In The Year of the Flood, Atwood does something unusual: she writes a book that’s set in the same time and place as her previous book, Oryx and Crake, but from the perspectives of different characters (see my review here).
In an interview on Amazon, she says that one reason for this was to address a problem in Oryx, the lack of female perspective. I would agree that this is a weakness in Oryx, and a surprising one coming from Atwood. Still, I loved the book so clearly it was a problem I could live with.
Atwood also writes this story from a very different perspective, that of the lower socioeconomic class out in what she calls the “pleeblands.” In Oryx, Jimmy is brought up in a comfortably well-off family employed by the Helth-Wyzer corporation. He lives in a “compound” which is basically corporate housing. He’s under control of the company and knows little about what happens out in the rest of the world. Jimmy can visit the pleeblands on a lark but he doesn’t have to survive there.
Year of the Flood is told by two women, Ren and Toby. It took me a little while to understand the differences in these two characters. Toby is older, more practical and knowledgeable. Ren is younger and much more malleable, a trapeze dancer who works in a strip club. The book begins in the time after what is referred to as the “Waterless Flood” – the release of a virus that kills nearly everyone. Both Ren and Toby tell their stories through flashback, so we understand a lot more about life in this devastating world — even though from Oryx we already know about the use of BlyssPluss and the resulting pandemic. Atwood paints a picture of a very tough, merciless life for most people in the pleeblands, if you don’t work for, and follow, the corporate government.
Before the Flood, Ren and Toby are part of a religious group called the Gardeners. They are sort of a radical environmental group that falls somewhere between a commune and a cult, although calling it a cult is inaccurate because no one is brainwashed or forced to stay with them. In fact, the Gardeners rescue Toby from a psychotic thug who has been raping her and will kill her if she tries to leave, and they rescue other characters as well. The Gardeners’ leader is Adam One, who sermonizes about the importance of respecting the earth, from eating vegetarian to reusing resources to growing food. The Gardeners are also survivalists – Adam One preaches about the Waterless Flood, and he teaches his followers how to forage for food, and to keep emergency rations stored at all times. The Gardeners are run not just by this one person but by a team of leaders known as the Adams and Eves.
Atwood makes the Gardeners seem a little silly at times, with their made-up hymns and their homage every day to a different saint (some of these are people you’ll have heard of, like Dian Fossey and Rachel Carson). At the same time it’s clear that the Gardeners are an ideal. They maintain harmony among their group without being abusive, and they follow their principles but don’t demand zealous belief. Toby confesses she’s not sure she’s a believer but Adam One responds that as long as her actions are consistent with their principles, she doesn’t have to believe everything they preach.

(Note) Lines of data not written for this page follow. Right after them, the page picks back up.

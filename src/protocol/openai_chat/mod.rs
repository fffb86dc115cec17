pub mod aggregate;

use serde::{Deserialize, Serialize};

/// Inbound Chat Completions request.
///
/// Sampling parameters the reasoning backend does not accept are ignored on
/// deserialization instead of being rejected.
#[derive(Debug, Clone, Serialize, Deserialize)]
pub struct ChatCompletionsRequest {
    pub model: String,
    pub messages: Vec<ChatMessage>,
    #[serde(default, skip_serializing_if = "Option::is_none")]
    pub tools: Option<Vec<ChatTool>>,
    #[serde(default, skip_serializing_if = "Option::is_none")]
    pub tool_choice: Option<serde_json::Value>,
    #[serde(default, skip_serializing_if = "Option::is_none")]
    pub user: Option<String>,
    #[serde(default, skip_serializing_if = "Option::is_none")]
    pub stream: Option<bool>,
}

impl ChatCompletionsRequest {
    /// Streaming is the default; only an explicit `"stream": false` opts out.
    #[must_use]
    pub fn wants_stream(&self) -> bool {
        self.stream.unwrap_or(true)
    }
}

/// A conversation message. `content` is kept as raw JSON because clients
/// send strings, content-part arrays, or `null`.
#[derive(Debug, Clone, Serialize, Deserialize)]
pub struct ChatMessage {
    pub role: String,
    #[serde(default, skip_serializing_if = "Option::is_none")]
    pub content: Option<serde_json::Value>,
    #[serde(default, skip_serializing_if = "Option::is_none")]
    pub tool_calls: Option<Vec<ChatToolCall>>,
    #[serde(default, skip_serializing_if = "Option::is_none")]
    pub tool_call_id: Option<String>,
}

/// A tool call carried by an assistant message, or produced by aggregation.
#[derive(Debug, Clone, PartialEq, Serialize, Deserialize)]
pub struct ChatToolCall {
    #[serde(default)]
    pub id: String,
    #[serde(rename = "type", default = "function_type")]
    pub type_: String,
    pub function: ChatFunctionCall,
}

/// Function name and JSON-encoded arguments of a tool call.
#[derive(Debug, Clone, PartialEq, Serialize, Deserialize)]
pub struct ChatFunctionCall {
    #[serde(default)]
    pub name: String,
    #[serde(default, skip_serializing_if = "Option::is_none")]
    pub arguments: Option<String>,
}

/// Tool definition offered to the model.
#[derive(Debug, Clone, Serialize, Deserialize)]
pub struct ChatTool {
    #[serde(rename = "type", default = "function_type")]
    pub type_: String,
    pub function: ChatToolFunction,
}

#[derive(Debug, Clone, Serialize, Deserialize)]
pub struct ChatToolFunction {
    pub name: String,
    #[serde(default, skip_serializing_if = "Option::is_none")]
    pub description: Option<String>,
    #[serde(default, skip_serializing_if = "Option::is_none")]
    pub parameters: Option<serde_json::Value>,
}

fn function_type() -> String {
    "function".to_string()
}

/// Why the model stopped producing output.
#[derive(Debug, Clone, Copy, PartialEq, Eq, Serialize, Deserialize)]
#[serde(rename_all = "snake_case")]
pub enum FinishReason {
    Stop,
    ToolCalls,
}

impl FinishReason {
    #[must_use]
    pub fn as_str(self) -> &'static str {
        match self {
            Self::Stop => "stop",
            Self::ToolCalls => "tool_calls",
        }
    }
}

/// One `chat.completion.chunk` event.
#[derive(Debug, Clone, PartialEq, Serialize, Deserialize)]
pub struct ChatCompletionChunk {
    pub id: String,
    pub object: String,
    pub created: u64,
    pub model: String,
    pub choices: Vec<ChunkChoice>,
}

/// The single choice of a chunk. `finish_reason` serializes as `null`
/// until the terminal chunk.
#[derive(Debug, Clone, PartialEq, Serialize, Deserialize)]
pub struct ChunkChoice {
    pub index: u32,
    pub delta: ChunkDelta,
    #[serde(default)]
    pub finish_reason: Option<FinishReason>,
}

#[derive(Debug, Clone, Default, PartialEq, Serialize, Deserialize)]
pub struct ChunkDelta {
    #[serde(default, skip_serializing_if = "Option::is_none")]
    pub role: Option<String>,
    #[serde(default, skip_serializing_if = "Option::is_none")]
    pub content: Option<String>,
    #[serde(default, skip_serializing_if = "Option::is_none")]
    pub tool_calls: Option<Vec<ChunkToolCall>>,
}

/// Streaming tool-call fragment. The opening fragment carries the function
/// name; argument fragments carry only `arguments`.
#[derive(Debug, Clone, PartialEq, Serialize, Deserialize)]
pub struct ChunkToolCall {
    pub index: u32,
    pub id: String,
    #[serde(rename = "type")]
    pub type_: String,
    pub function: ChunkFunction,
}

#[derive(Debug, Clone, PartialEq, Serialize, Deserialize)]
pub struct ChunkFunction {
    #[serde(default, skip_serializing_if = "Option::is_none")]
    pub name: Option<String>,
    #[serde(default)]
    pub arguments: String,
}

impl ChunkToolCall {
    #[must_use]
    pub fn open(call_id: &str, name: &str) -> Self {
        Self::fragment(call_id, Some(name.to_string()), String::new())
    }

    #[must_use]
    pub fn arguments(call_id: &str, arguments: &str) -> Self {
        Self::fragment(call_id, None, arguments.to_string())
    }

    fn fragment(call_id: &str, name: Option<String>, arguments: String) -> Self {
        Self {
            index: 0,
            id: call_id.to_string(),
            type_: function_type(),
            function: ChunkFunction { name, arguments },
        }
    }
}

/// Non-streaming `chat.completion` response, built by folding chunks.
#[derive(Debug, Clone, PartialEq, Serialize, Deserialize)]
pub struct ChatCompletion {
    pub id: String,
    pub object: String,
    pub created: u64,
    pub model: String,
    pub choices: Vec<CompletionChoice>,
}

#[derive(Debug, Clone, PartialEq, Serialize, Deserialize)]
pub struct CompletionChoice {
    pub index: u32,
    pub message: CompletionMessage,
    #[serde(default)]
    pub finish_reason: Option<FinishReason>,
}

#[derive(Debug, Clone, PartialEq, Serialize, Deserialize)]
pub struct CompletionMessage {
    pub role: String,
    #[serde(default)]
    pub content: Option<String>,
    #[serde(default, skip_serializing_if = "Option::is_none")]
    pub tool_calls: Option<Vec<ChatToolCall>>,
}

Also it is the Gardeners’ teachings, like avoiding drugs and storing emergency supplies, that help Ren and Toby to survive the virus and the challenges that follow. Like many post-apocalypse stories, it isn’t necessarily surviving the plague that’s the hard part, it’s the hysteria, crime, and unavailability of resources that follow.
While I definitely recommend this book, I felt it lacked some of the impact that Oryx had. I’ve read a number of comments by people who found Year of the Flood better, but I’m not one of them. Yes, the characters are more sympathetic, and their lives are more compelling. But Jimmy, with his lost mom and his sad love for Oryx, was compelling in his own way.
I think the reason is that the parallel story line was a bit distracting. Jimmy kept popping up in the story and I kept trying to remember the first book and what role Ren, Toby and the Gardeners played. There was also too much coincidence in terms of the same few characters losing each other and then finding each other again. Atwood’s idea of parallel stories is a good one, since so much was left untold in the first book, but her story of Crake, Oryx and the Crakers (who sort of just “pass by” in this book) held my interest much more.
Both books for me started slowly and were somewhat hard to follow at first, but in Oryx I felt like it all pulled together. In Year of the Flood I had a problem with the story line that occurs towards the end of the book. Instead of pulling the story together, Atwood veers into a side story driven not by our main characters but by an over-the-top villain and Ren’s not-so-three-dimensional friend Amanda.
One more thing: Year of the Flood tells what happens right after Oryx ends. Atwood explains that she got so many questions about the ending of Oryx that she wanted to write more about it. Personally, I love an ambiguous ending. I think I would have been much happier with this book if it told a story that was independent of the characters in Oryx.
So, a mixed review but still a definite thumbs up, and I will acknowledge that many reviewers found Year of the Flood to be a worthy or even superior sequel to Oryx. I just felt it was distracting because as I read, I kept comparing the two. But thanks, Margaret Atwood, for writing two of the most compelling (and scary) books I’ve read in a while.